### Task prompt
Pull every line containing "PartialEq" from the entries.

### Exercise material
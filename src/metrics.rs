//! Block Store Metrics
//!
//! Counters for cache effectiveness and backend traffic of one `BlockStore`.

use std::fmt;
use std::sync::atomic::{AtomicU64, Ordering};
use std::time::Duration;

/// Block store metrics collector
#[derive(Debug, Default)]
pub struct StoreMetrics {
    // Read cache
    cache_hits: AtomicU64,
    cache_misses: AtomicU64,
    negative_hits: AtomicU64,

    // Backend traffic
    containers_stored: AtomicU64,
    containers_fetched: AtomicU64,
    backend_failures: AtomicU64,
    flushes: AtomicU64,

    // Fetch latency (microseconds, exponential moving average)
    fetch_latency_us: AtomicU64,
}

impl StoreMetrics {
    /// Create a new metrics collector
    pub fn new() -> Self {
        Self::default()
    }

    pub fn record_cache_hit(&self) {
        self.cache_hits.fetch_add(1, Ordering::Relaxed);
    }

    pub fn record_cache_miss(&self) {
        self.cache_misses.fetch_add(1, Ordering::Relaxed);
    }

    pub fn record_negative_hit(&self) {
        self.negative_hits.fetch_add(1, Ordering::Relaxed);
    }

    pub fn record_container_stored(&self) {
        self.containers_stored.fetch_add(1, Ordering::Relaxed);
    }

    pub fn record_container_fetched(&self, duration: Duration) {
        self.containers_fetched.fetch_add(1, Ordering::Relaxed);
        self.update_latency_ema(duration);
    }

    pub fn record_backend_failure(&self) {
        self.backend_failures.fetch_add(1, Ordering::Relaxed);
    }

    pub fn record_flush(&self) {
        self.flushes.fetch_add(1, Ordering::Relaxed);
    }

    fn update_latency_ema(&self, duration: Duration) {
        let new_us = duration.as_micros() as u64;
        let alpha = 0.1;

        loop {
            let current = self.fetch_latency_us.load(Ordering::Relaxed);
            let updated = if current == 0 {
                new_us
            } else {
                ((1.0 - alpha) * current as f64 + alpha * new_us as f64) as u64
            };

            if self
                .fetch_latency_us
                .compare_exchange_weak(current, updated, Ordering::Relaxed, Ordering::Relaxed)
                .is_ok()
            {
                break;
            }
        }
    }

    pub fn cache_hits(&self) -> u64 {
        self.cache_hits.load(Ordering::Relaxed)
    }

    pub fn cache_misses(&self) -> u64 {
        self.cache_misses.load(Ordering::Relaxed)
    }

    pub fn negative_hits(&self) -> u64 {
        self.negative_hits.load(Ordering::Relaxed)
    }

    pub fn containers_stored(&self) -> u64 {
        self.containers_stored.load(Ordering::Relaxed)
    }

    pub fn containers_fetched(&self) -> u64 {
        self.containers_fetched.load(Ordering::Relaxed)
    }

    pub fn backend_failures(&self) -> u64 {
        self.backend_failures.load(Ordering::Relaxed)
    }

    pub fn flushes(&self) -> u64 {
        self.flushes.load(Ordering::Relaxed)
    }

    pub fn fetch_latency(&self) -> Duration {
        Duration::from_micros(self.fetch_latency_us.load(Ordering::Relaxed))
    }

    /// Share of container lookups answered by the LRU cache
    pub fn hit_ratio(&self) -> f64 {
        let hits = self.cache_hits() as f64;
        let total = hits + self.cache_misses() as f64;
        if total == 0.0 {
            0.0
        } else {
            hits / total
        }
    }

    /// Get snapshot of all metrics
    pub fn snapshot(&self) -> MetricsSnapshot {
        MetricsSnapshot {
            cache_hits: self.cache_hits(),
            cache_misses: self.cache_misses(),
            negative_hits: self.negative_hits(),
            hit_ratio: self.hit_ratio(),
            containers_stored: self.containers_stored(),
            containers_fetched: self.containers_fetched(),
            backend_failures: self.backend_failures(),
            flushes: self.flushes(),
            fetch_latency: self.fetch_latency(),
        }
    }

    /// Reset all metrics
    pub fn reset(&self) {
        self.cache_hits.store(0, Ordering::Relaxed);
        self.cache_misses.store(0, Ordering::Relaxed);
        self.negative_hits.store(0, Ordering::Relaxed);
        self.containers_stored.store(0, Ordering::Relaxed);
        self.containers_fetched.store(0, Ordering::Relaxed);
        self.backend_failures.store(0, Ordering::Relaxed);
        self.flushes.store(0, Ordering::Relaxed);
        self.fetch_latency_us.store(0, Ordering::Relaxed);
    }
}

/// Snapshot of all store metrics
#[derive(Debug, Clone, PartialEq)]
pub struct MetricsSnapshot {
    pub cache_hits: u64,
    pub cache_misses: u64,
    pub negative_hits: u64,
    pub hit_ratio: f64,
    pub containers_stored: u64,
    pub containers_fetched: u64,
    pub backend_failures: u64,
    pub flushes: u64,
    pub fetch_latency: Duration,
}

impl fmt::Display for MetricsSnapshot {
    fn fmt(&self, f: &mut fmt::Formatter<'_>) -> fmt::Result {
        writeln!(
            f,
            "cache: {} hits, {} misses, {} negative hits ({:.1}% hit ratio)",
            self.cache_hits,
            self.cache_misses,
            self.negative_hits,
            self.hit_ratio * 100.0
        )?;
        writeln!(
            f,
            "containers: {} stored, {} fetched ({:?} avg fetch)",
            self.containers_stored, self.containers_fetched, self.fetch_latency
        )?;
        write!(
            f,
            "backend failures: {}, flushes: {}",
            self.backend_failures, self.flushes
        )
    }
}

// =============================================================================
// Tests
// =============================================================================

#[cfg(test)]
mod tests {
    use super::*;

    #[test]
    fn test_hit_tracking() {
        let metrics = StoreMetrics::new();
        assert_eq!(metrics.hit_ratio(), 0.0);

        metrics.record_cache_hit();
        metrics.record_cache_hit();
        metrics.record_cache_miss();
        metrics.record_negative_hit();

        assert_eq!(metrics.cache_hits(), 2);
        assert_eq!(metrics.cache_misses(), 1);
        assert_eq!(metrics.negative_hits(), 1);
        assert!((metrics.hit_ratio() - 0.666).abs() < 0.01);
    }

    #[test]
    fn test_fetch_latency_ema() {
        let metrics = StoreMetrics::new();
        metrics.record_container_fetched(Duration::from_micros(100));
        assert_eq!(metrics.fetch_latency(), Duration::from_micros(100));

        metrics.record_container_fetched(Duration::from_micros(200));
        let latency = metrics.fetch_latency().as_micros();
        assert!(latency > 100 && latency < 200);
        assert_eq!(metrics.containers_fetched(), 2);
    }

    #[test]
    fn test_snapshot_and_reset() {
        let metrics = StoreMetrics::new();
        metrics.record_container_stored();
        metrics.record_backend_failure();
        metrics.record_flush();

        let snapshot = metrics.snapshot();
        assert_eq!(snapshot.containers_stored, 1);
        assert_eq!(snapshot.backend_failures, 1);
        assert_eq!(snapshot.flushes, 1);
        assert!(snapshot.to_string().contains("flushes: 1"));

        metrics.reset();
        assert_eq!(metrics.snapshot().containers_stored, 0);
    }
}
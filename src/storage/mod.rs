//! Storage Module
//!
//! Block storage beneath the file layer.
//!
//! # Architecture
//!
//! ```text
//! ┌──────────────────────────────────────────────────────┐
//! │                      BlockStore                      │
//! │  ┌──────────────┐ ┌─────────────┐ ┌───────────────┐  │
//! │  │ write buffers│ │  LRU cache  │ │ negative cache│  │
//! │  │ (1/position) │ │ (containers)│ │  (missing)    │  │
//! │  └──────────────┘ └─────────────┘ └───────────────┘  │
//! └──────────────────────────┬───────────────────────────┘
//!                            │ Arc<dyn StorageBackend>
//!        ┌───────────────────┼────────────────────┐
//!        ▼                   ▼                    ▼
//!  MemoryBackend      LocalDirBackend    ShardedMemoryBackend
//! ```
//!
//! Symbols of the same stripe position are aggregated into containers, so a
//! backend only ever sees whole containers and per-file metadata.

pub mod block_store;
pub mod container;
pub mod local_dir;
pub mod memory;
pub mod metadata;
pub mod sharded;
pub mod slots;

use async_trait::async_trait;
use bytes::Bytes;

use crate::error::Result;

pub use block_store::{BlockStore, StoreConfig};
pub use container::BlocksContainer;
pub use local_dir::LocalDirBackend;
pub use memory::MemoryBackend;
pub use metadata::{BlockKey, FileMetadata};
pub use sharded::ShardedMemoryBackend;
pub use slots::{key_hash_slot, PositionSlotLayout, SlotTagTable};

/// Key-value capability a backend must provide.
///
/// Absence is `Ok(None)` / `Ok(false)`; transport failures are errors.
#[async_trait]
pub trait StorageBackend: Send + Sync {
    /// Metadata of a file, if it exists
    async fn get_file_metadata(&self, path: &str) -> Result<Option<FileMetadata>>;

    /// Create or replace the metadata of a file
    async fn set_file_metadata(&self, path: &str, metadata: &FileMetadata) -> Result<()>;

    /// Every path with stored metadata
    async fn file_paths(&self) -> Result<Vec<String>>;

    /// Serialized container at `index`
    async fn retrieve_aggregated_blocks(&self, index: u64) -> Result<Option<Bytes>>;

    /// Store a serialized container at `index`
    async fn store_aggregated_blocks(&self, index: u64, payload: Bytes) -> Result<()>;

    /// Whether a container exists, without fetching it
    async fn is_aggregated_block_available(&self, index: u64) -> Result<bool>;

    /// Highest container index already stored, for resuming key counters
    async fn highest_container_index(&self) -> Result<Option<u64>> {
        Ok(None)
    }

    /// Re-discover the backend topology after failures
    async fn refresh_topology(&self) -> Result<()> {
        Ok(())
    }

    /// Release resources. Idempotent.
    async fn disconnect(&self) -> Result<()>;

    /// Backend statistics. May block on I/O for persistent backends; call it
    /// from `spawn_blocking` inside async code.
    fn stats(&self) -> BackendStats;
}

/// Backend statistics
#[derive(Debug, Clone, Default, PartialEq, Eq)]
pub struct BackendStats {
    /// Containers stored
    pub container_count: u64,
    /// Total container bytes stored
    pub total_bytes: u64,
    /// Files with metadata
    pub file_count: u64,
    /// Read operations
    pub reads: u64,
    /// Write operations
    pub writes: u64,
}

### Your solution
#[derive(Debug, Clone, PartialEq)]
#[derive(Debug, Clone, Default, PartialEq, Eq)]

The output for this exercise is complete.